• Input data
☆ ☆ ☆ ☆ ☆

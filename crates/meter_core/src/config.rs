//! Configuração unificada via TOML.
//!
//! Um único `config.toml` ao lado do executável, com overrides por variável
//! de ambiente (`SERIAL_DEVICE` seleciona o modo ao vivo).

use crate::source::{ByteSource, DEFAULT_BAUD, is_supported_baud};
use serde::{Deserialize, Serialize};
use std::path::{Path, PathBuf};
use std::time::Duration;
use tracing::{info, warn};

/// Dispositivo serial; quando definida, substitui `source.device`.
pub const ENV_SERIAL_DEVICE: &str = "SERIAL_DEVICE";
/// Arquivo de replay; substitui `source.replay_file`.
pub const ENV_REPLAY_FILE: &str = "METER_REPLAY_FILE";
/// Porta HTTP; substitui `exporter.port`.
pub const ENV_PORT: &str = "METER_EXPORTER_PORT";
/// Caminho alternativo do `config.toml`.
pub const ENV_CONFIG: &str = "METER_EXPORTER_CONFIG";

/// Erros ao salvar a configuração.
#[derive(Debug, thiserror::Error)]
pub enum ConfigError {
    #[error("Erro de serialização: {0}")]
    Serialize(#[from] toml::ser::Error),

    #[error("Erro ao escrever {path}: {source}")]
    Write {
        path: PathBuf,
        source: std::io::Error,
    },
}

/// Fonte dos telegramas.
#[derive(Debug, Clone, Serialize, Deserialize)]
#[serde(default)]
pub struct SourceConfig {
    /// Dispositivo serial (vazio = modo replay)
    pub device: String,
    /// Baud da porta serial
    pub baud: u32,
    /// Arquivo capturado usado no modo replay
    pub replay_file: PathBuf,
    /// Pausa entre linhas no modo replay (ms)
    pub replay_interval_ms: u64,
}

impl Default for SourceConfig {
    fn default() -> Self {
        Self {
            device: String::new(),
            baud: DEFAULT_BAUD,
            replay_file: PathBuf::from("samples/telegram.txt"),
            replay_interval_ms: 200,
        }
    }
}

/// Endpoint HTTP de métricas.
#[derive(Debug, Clone, Serialize, Deserialize)]
#[serde(default)]
pub struct ExporterConfig {
    /// IP local para bind
    pub bind_ip: String,
    /// Porta HTTP
    pub port: u16,
    /// Espera antes de servir, para o listener produzir a primeira leitura (s)
    pub startup_delay_secs: f64,
}

impl Default for ExporterConfig {
    fn default() -> Self {
        Self {
            bind_ip: "0.0.0.0".into(),
            port: 9222,
            startup_delay_secs: 2.0,
        }
    }
}

impl ExporterConfig {
    pub fn listen_addr(&self) -> String {
        format!("{}:{}", self.bind_ip, self.port)
    }

    pub fn startup_delay(&self) -> Duration {
        Duration::from_secs_f64(self.startup_delay_secs.clamp(0.0, 60.0))
    }
}

/// Configuração raiz.
#[derive(Debug, Clone, Default, Serialize, Deserialize)]
#[serde(default)]
pub struct AppConfig {
    pub source: SourceConfig,
    pub exporter: ExporterConfig,
}

impl AppConfig {
    /// Carrega configuração de um arquivo TOML.
    pub fn load(path: &Path) -> Self {
        if path.exists() {
            match std::fs::read_to_string(path) {
                Ok(content) => match toml::from_str::<AppConfig>(&content) {
                    Ok(config) => {
                        info!("Configuração carregada de {}", path.display());
                        return config;
                    }
                    Err(e) => {
                        warn!("Erro ao parsear {}: {}", path.display(), e);
                    }
                },
                Err(e) => {
                    warn!("Erro ao ler {}: {}", path.display(), e);
                }
            }
        }

        info!("Usando configuração padrão");
        AppConfig::default()
    }

    /// Salva configuração em arquivo TOML.
    pub fn save(&self, path: &Path) -> Result<(), ConfigError> {
        let content = toml::to_string_pretty(self)?;
        std::fs::write(path, content).map_err(|source| ConfigError::Write {
            path: path.to_path_buf(),
            source,
        })?;
        info!("Configuração salva em {}", path.display());
        Ok(())
    }

    /// Caminho do config.toml: `METER_EXPORTER_CONFIG` ou ao lado do executável.
    pub fn default_path() -> PathBuf {
        if let Ok(path) = std::env::var(ENV_CONFIG) {
            if !path.is_empty() {
                return PathBuf::from(path);
            }
        }
        let exe_dir = std::env::current_exe()
            .map(|p| p.parent().unwrap_or(Path::new(".")).to_path_buf())
            .unwrap_or_else(|_| PathBuf::from("."));
        exe_dir.join("config.toml")
    }

    /// Aplica overrides vindos de `lookup` (normalmente `std::env::var`).
    pub fn apply_overrides<F>(&mut self, lookup: F)
    where
        F: Fn(&str) -> Option<String>,
    {
        if let Some(device) = lookup(ENV_SERIAL_DEVICE).filter(|d| !d.is_empty()) {
            self.source.device = device;
        }
        if let Some(file) = lookup(ENV_REPLAY_FILE).filter(|f| !f.is_empty()) {
            self.source.replay_file = PathBuf::from(file);
        }
        if let Some(port) = lookup(ENV_PORT) {
            match port.parse() {
                Ok(p) => self.exporter.port = p,
                Err(e) => warn!("{ENV_PORT} inválida ({port:?}): {e}"),
            }
        }
    }

    /// Aplica overrides do ambiente do processo.
    pub fn apply_env(&mut self) {
        self.apply_overrides(|key| std::env::var(key).ok());
    }

    /// Fonte selecionada: dispositivo serial se configurado, senão replay.
    pub fn byte_source(&self) -> ByteSource {
        if self.source.device.is_empty() {
            ByteSource::Replay {
                path: self.source.replay_file.clone(),
                interval: Duration::from_millis(self.source.replay_interval_ms),
            }
        } else {
            ByteSource::Serial {
                device: PathBuf::from(&self.source.device),
                baud: self.source.baud,
            }
        }
    }

    /// Valida a configuração e retorna lista de erros.
    pub fn validate(&self) -> Vec<String> {
        let mut errors = Vec::new();

        if self.exporter.port == 0 {
            errors.push("Porta do exporter não pode ser 0".into());
        }
        if !(0.0..=60.0).contains(&self.exporter.startup_delay_secs) {
            errors.push(format!(
                "Espera inicial inválida: {} (0.0–60.0)",
                self.exporter.startup_delay_secs
            ));
        }
        if self.source.replay_interval_ms > 60_000 {
            errors.push(format!(
                "Intervalo de replay inválido: {} ms (0–60000)",
                self.source.replay_interval_ms
            ));
        }
        if !self.source.device.is_empty() && !is_supported_baud(self.source.baud) {
            errors.push(format!("Baud não suportado: {}", self.source.baud));
        }

        errors
    }
}

#[cfg(test)]
mod tests {
    use super::*;
    use std::collections::HashMap;

    fn env(pairs: &[(&str, &str)]) -> impl Fn(&str) -> Option<String> {
        let map: HashMap<String, String> = pairs
            .iter()
            .map(|(k, v)| (k.to_string(), v.to_string()))
            .collect();
        move |key: &str| map.get(key).cloned()
    }

    #[test]
    fn default_config_is_valid() {
        let config = AppConfig::default();
        let errors = config.validate();
        assert!(errors.is_empty(), "Erros: {:?}", errors);
    }

    #[test]
    fn default_source_is_replay() {
        let source = AppConfig::default().byte_source();
        assert_eq!(
            source,
            ByteSource::Replay {
                path: PathBuf::from("samples/telegram.txt"),
                interval: Duration::from_millis(200),
            }
        );
    }

    #[test]
    fn partial_toml_uses_defaults() {
        let partial = r#"
[exporter]
port = 9999
"#;
        let config: AppConfig = toml::from_str(partial).unwrap();
        assert_eq!(config.exporter.port, 9999);
        // Outros campos devem ter valor padrão
        assert_eq!(config.exporter.startup_delay_secs, 2.0);
        assert_eq!(config.source.baud, 115_200);
        assert!(config.source.device.is_empty());
    }

    #[test]
    fn serial_device_env_selects_live_mode() {
        let mut config = AppConfig::default();
        config.apply_overrides(env(&[(ENV_SERIAL_DEVICE, "/dev/ttyUSB0")]));
        assert_eq!(
            config.byte_source(),
            ByteSource::Serial {
                device: PathBuf::from("/dev/ttyUSB0"),
                baud: 115_200,
            }
        );
        assert_eq!(config.byte_source().pacing(), None);
    }

    #[test]
    fn empty_or_invalid_overrides_are_ignored() {
        let mut config = AppConfig::default();
        config.apply_overrides(env(&[(ENV_SERIAL_DEVICE, ""), (ENV_PORT, "http")]));
        assert!(config.source.device.is_empty());
        assert_eq!(config.exporter.port, 9222);

        config.apply_overrides(env(&[(ENV_PORT, "9100"), (ENV_REPLAY_FILE, "/tmp/p1.txt")]));
        assert_eq!(config.exporter.port, 9100);
        assert_eq!(config.source.replay_file, PathBuf::from("/tmp/p1.txt"));
    }

    #[test]
    fn validate_catches_bad_values() {
        let mut config = AppConfig::default();
        config.exporter.port = 0;
        config.exporter.startup_delay_secs = -1.0;
        config.source.device = "/dev/ttyUSB0".into();
        config.source.baud = 12_345;
        assert_eq!(config.validate().len(), 3);
    }

    #[test]
    fn save_and_load_roundtrip() {
        let dir = tempfile::tempdir().unwrap();
        let path = dir.path().join("config.toml");

        let mut config = AppConfig::default();
        config.exporter.port = 9300;
        config.source.device = "/dev/ttyAMA0".into();
        config.save(&path).unwrap();

        let loaded = AppConfig::load(&path);
        assert_eq!(loaded.exporter.port, 9300);
        assert_eq!(loaded.source.device, "/dev/ttyAMA0");
    }

    #[test]
    fn unparsable_file_falls_back_to_defaults() {
        let dir = tempfile::tempdir().unwrap();
        let path = dir.path().join("config.toml");
        std::fs::write(&path, "[exporter\nport = ").unwrap();

        let config = AppConfig::load(&path);
        assert_eq!(config.exporter.port, 9222);
    }

    #[test]
    fn startup_delay_is_clamped() {
        let exporter = ExporterConfig {
            startup_delay_secs: 500.0,
            ..Default::default()
        };
        assert_eq!(exporter.startup_delay(), Duration::from_secs(60));
        assert_eq!(exporter.listen_addr(), "0.0.0.0:9222");
    }
}
//! Registro de métricas do medidor.
//!
//! Cada [`Slot`] é um escalar independente guardado num `AtomicU64` (bits de
//! `f64`). Um único escritor (o listener) e vários leitores (requisições
//! `/metrics`) convivem sem lock; não há consistência entre slots.
//!
//! Slots do tipo [`SlotKind::Counter`] são expostos como contador, mas por
//! dentro são sobrescritos como gauge: o medidor já reporta o registrador
//! cumulativo e o valor é repassado sem nenhuma imposição de monotonicidade.

use prometheus_client::encoding::{EncodeMetric, MetricEncoder};
use prometheus_client::metrics::MetricType;
use prometheus_client::metrics::gauge::Gauge;
use prometheus_client::registry::Registry;
use std::sync::atomic::AtomicU64;
use std::time::{SystemTime, UNIX_EPOCH};

/// Gauge `f64` com armazenamento atômico.
pub type FloatGauge = Gauge<f64, AtomicU64>;

// ──────────────────────────────────────────────
// Slots
// ──────────────────────────────────────────────

/// Como o slot aparece para o coletor.
#[derive(Debug, Clone, Copy, PartialEq, Eq)]
pub enum SlotKind {
    /// Último valor observado.
    Gauge,
    /// Visão de contador sobre um valor sobrescrito pelo decodificador.
    Counter,
}

/// Grandeza medida publicada pelo exporter.
#[derive(Debug, Clone, Copy, PartialEq, Eq, Hash)]
pub enum Slot {
    EnergyDeliveredTariff1,
    EnergyDeliveredTariff2,
    EnergyReceivedTariff1,
    EnergyReceivedTariff2,
    GasVolumeTotal,
    PowerDelivered,
    /// Registrado para exposição, mas nenhuma regra o alimenta: fica em 0.
    PowerReceived,
    VoltageL1,
    VoltageL2,
    VoltageL3,
    PowerDeliveredL1,
    PowerDeliveredL2,
    PowerDeliveredL3,
    PowerReceivedL1,
    PowerReceivedL2,
    PowerReceivedL3,
}

impl Slot {
    /// Todos os slots, na ordem de registro.
    pub const ALL: [Slot; 16] = [
        Slot::EnergyDeliveredTariff1,
        Slot::EnergyDeliveredTariff2,
        Slot::EnergyReceivedTariff1,
        Slot::EnergyReceivedTariff2,
        Slot::GasVolumeTotal,
        Slot::PowerDelivered,
        Slot::PowerReceived,
        Slot::VoltageL1,
        Slot::VoltageL2,
        Slot::VoltageL3,
        Slot::PowerDeliveredL1,
        Slot::PowerDeliveredL2,
        Slot::PowerDeliveredL3,
        Slot::PowerReceivedL1,
        Slot::PowerReceivedL2,
        Slot::PowerReceivedL3,
    ];

    const fn index(self) -> usize {
        self as usize
    }

    /// Nome da métrica exposta. Contadores ganham o sufixo `_total` na codificação.
    pub const fn name(self) -> &'static str {
        match self {
            Slot::EnergyDeliveredTariff1 => "power_to_tariff1_kwh",
            Slot::EnergyDeliveredTariff2 => "power_to_tariff2_kwh",
            Slot::EnergyReceivedTariff1 => "power_by_tariff1_kwh",
            Slot::EnergyReceivedTariff2 => "power_by_tariff2_kwh",
            Slot::GasVolumeTotal => "gas_meter_m3",
            Slot::PowerDelivered => "power_delivered_watts",
            Slot::PowerReceived => "power_received_watts",
            Slot::VoltageL1 => "inst_volt_l1",
            Slot::VoltageL2 => "inst_volt_l2",
            Slot::VoltageL3 => "inst_volt_l3",
            Slot::PowerDeliveredL1 => "inst_pluspower_l1",
            Slot::PowerDeliveredL2 => "inst_pluspower_l2",
            Slot::PowerDeliveredL3 => "inst_pluspower_l3",
            Slot::PowerReceivedL1 => "inst_negpower_l1",
            Slot::PowerReceivedL2 => "inst_negpower_l2",
            Slot::PowerReceivedL3 => "inst_negpower_l3",
        }
    }

    pub const fn help(self) -> &'static str {
        match self {
            Slot::EnergyDeliveredTariff1 => {
                "Meter Reading electricity delivered to client (Tariff 1) in 0,001 kWh"
            }
            Slot::EnergyDeliveredTariff2 => {
                "Meter Reading electricity delivered to client (Tariff 2) in 0,001 kWh"
            }
            Slot::EnergyReceivedTariff1 => {
                "Meter Reading electricity delivered by client (Tariff 1) in 0,001 kWh"
            }
            Slot::EnergyReceivedTariff2 => {
                "Meter Reading electricity delivered by client (Tariff 2) in 0,001 kWh"
            }
            Slot::GasVolumeTotal => "Gas meter reading in m3",
            Slot::PowerDelivered => "Actual electricity power delivered (+P) in 1 Watt resolution",
            Slot::PowerReceived => "Actual electricity power received (-P) in 1 Watt resolution",
            Slot::VoltageL1 => "Instantaneous voltage L1 in V resolution",
            Slot::VoltageL2 => "Instantaneous voltage L2 in V resolution",
            Slot::VoltageL3 => "Instantaneous voltage L3 in V resolution",
            Slot::PowerDeliveredL1 => "Instantaneous active power L1 (+P) in W resolution",
            Slot::PowerDeliveredL2 => "Instantaneous active power L2 (+P) in W resolution",
            Slot::PowerDeliveredL3 => "Instantaneous active power L3 (+P) in W resolution",
            Slot::PowerReceivedL1 => "Instantaneous active power L1 (-P) in W resolution",
            Slot::PowerReceivedL2 => "Instantaneous active power L2 (-P) in W resolution",
            Slot::PowerReceivedL3 => "Instantaneous active power L3 (-P) in W resolution",
        }
    }

    pub const fn kind(self) -> SlotKind {
        match self {
            Slot::EnergyDeliveredTariff1
            | Slot::EnergyDeliveredTariff2
            | Slot::EnergyReceivedTariff1
            | Slot::EnergyReceivedTariff2
            | Slot::GasVolumeTotal => SlotKind::Counter,
            _ => SlotKind::Gauge,
        }
    }
}

// ──────────────────────────────────────────────
// Visão de contador
// ──────────────────────────────────────────────

/// Contador somente-leitura sobre um gauge compartilhado.
///
/// Nunca incrementa: apenas expõe o valor atual da variável de apoio com o
/// tipo `counter`.
#[derive(Debug, Clone)]
struct CounterView(FloatGauge);

impl EncodeMetric for CounterView {
    fn encode(&self, mut encoder: MetricEncoder) -> Result<(), std::fmt::Error> {
        encoder.encode_counter::<(), _, u64>(&self.0.get(), None)
    }

    fn metric_type(&self) -> MetricType {
        MetricType::Counter
    }
}

// ──────────────────────────────────────────────
// Registro
// ──────────────────────────────────────────────

const LAST_UPDATE_NAME: &str = "meter_last_update_timestamp_seconds";
const LISTENER_UP_NAME: &str = "meter_listener_up";

/// Registro de métricas do processo.
///
/// Criado uma vez no `main` e compartilhado via `Arc` entre o listener
/// (escritor) e o servidor HTTP (leitor).
#[derive(Debug)]
pub struct MeterRegistry {
    slots: [FloatGauge; Slot::ALL.len()],
    last_update: FloatGauge,
    listener_up: Gauge,
    exposition: Registry,
}

impl MeterRegistry {
    /// Cria o registro com todos os slots zerados e registrados para exposição.
    pub fn new() -> Self {
        let slots: [FloatGauge; Slot::ALL.len()] = Default::default();
        let last_update = FloatGauge::default();
        let listener_up = Gauge::default();
        let mut exposition = Registry::default();

        for slot in Slot::ALL {
            let backing = slots[slot.index()].clone();
            match slot.kind() {
                SlotKind::Gauge => exposition.register(slot.name(), slot.help(), backing),
                SlotKind::Counter => {
                    exposition.register(slot.name(), slot.help(), CounterView(backing))
                }
            }
        }
        exposition.register(
            LAST_UPDATE_NAME,
            "Unix time of the last successfully decoded telegram line",
            last_update.clone(),
        );
        exposition.register(
            LISTENER_UP_NAME,
            "Whether the telegram listener is still reading the source (1) or stopped (0)",
            listener_up.clone(),
        );

        Self {
            slots,
            last_update,
            listener_up,
            exposition,
        }
    }

    /// Sobrescreve o valor do slot, sem validação.
    pub fn set(&self, slot: Slot, value: f64) {
        self.slots[slot.index()].set(value);
        self.last_update.set(unix_now());
    }

    /// Valor atual do slot (0 enquanto não observado).
    pub fn read(&self, slot: Slot) -> f64 {
        self.slots[slot.index()].get()
    }

    /// Instante (Unix, segundos) da última atualização; 0 se nunca houve.
    pub fn last_update(&self) -> f64 {
        self.last_update.get()
    }

    pub fn set_listener_up(&self, up: bool) {
        self.listener_up.set(i64::from(up));
    }

    pub fn listener_up(&self) -> bool {
        self.listener_up.get() == 1
    }

    /// Codifica todas as métricas no formato texto OpenMetrics.
    pub fn encode_text(&self) -> Result<String, std::fmt::Error> {
        let mut body = String::new();
        prometheus_client::encoding::text::encode(&mut body, &self.exposition)?;
        Ok(body)
    }
}

impl Default for MeterRegistry {
    fn default() -> Self {
        Self::new()
    }
}

fn unix_now() -> f64 {
    SystemTime::now()
        .duration_since(UNIX_EPOCH)
        .map(|d| d.as_secs_f64())
        .unwrap_or(0.0)
}

// ──────────────────────────────────────────────
// Testes
// ──────────────────────────────────────────────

☆ ☆ ☆ ☆ ☆

• Requirement
Among the records, find every line holding the word "SlotKind" and copy it.

• Response
//! Slots do tipo [`SlotKind::Counter`] são expostos como contador, mas por
pub enum SlotKind {
    pub const fn kind(self) -> SlotKind {
            | Slot::GasVolumeTotal => SlotKind::Counter,
            _ => SlotKind::Gauge,
                SlotKind::Gauge => exposition.register(slot.name(), slot.help(), backing),
                SlotKind::Counter => {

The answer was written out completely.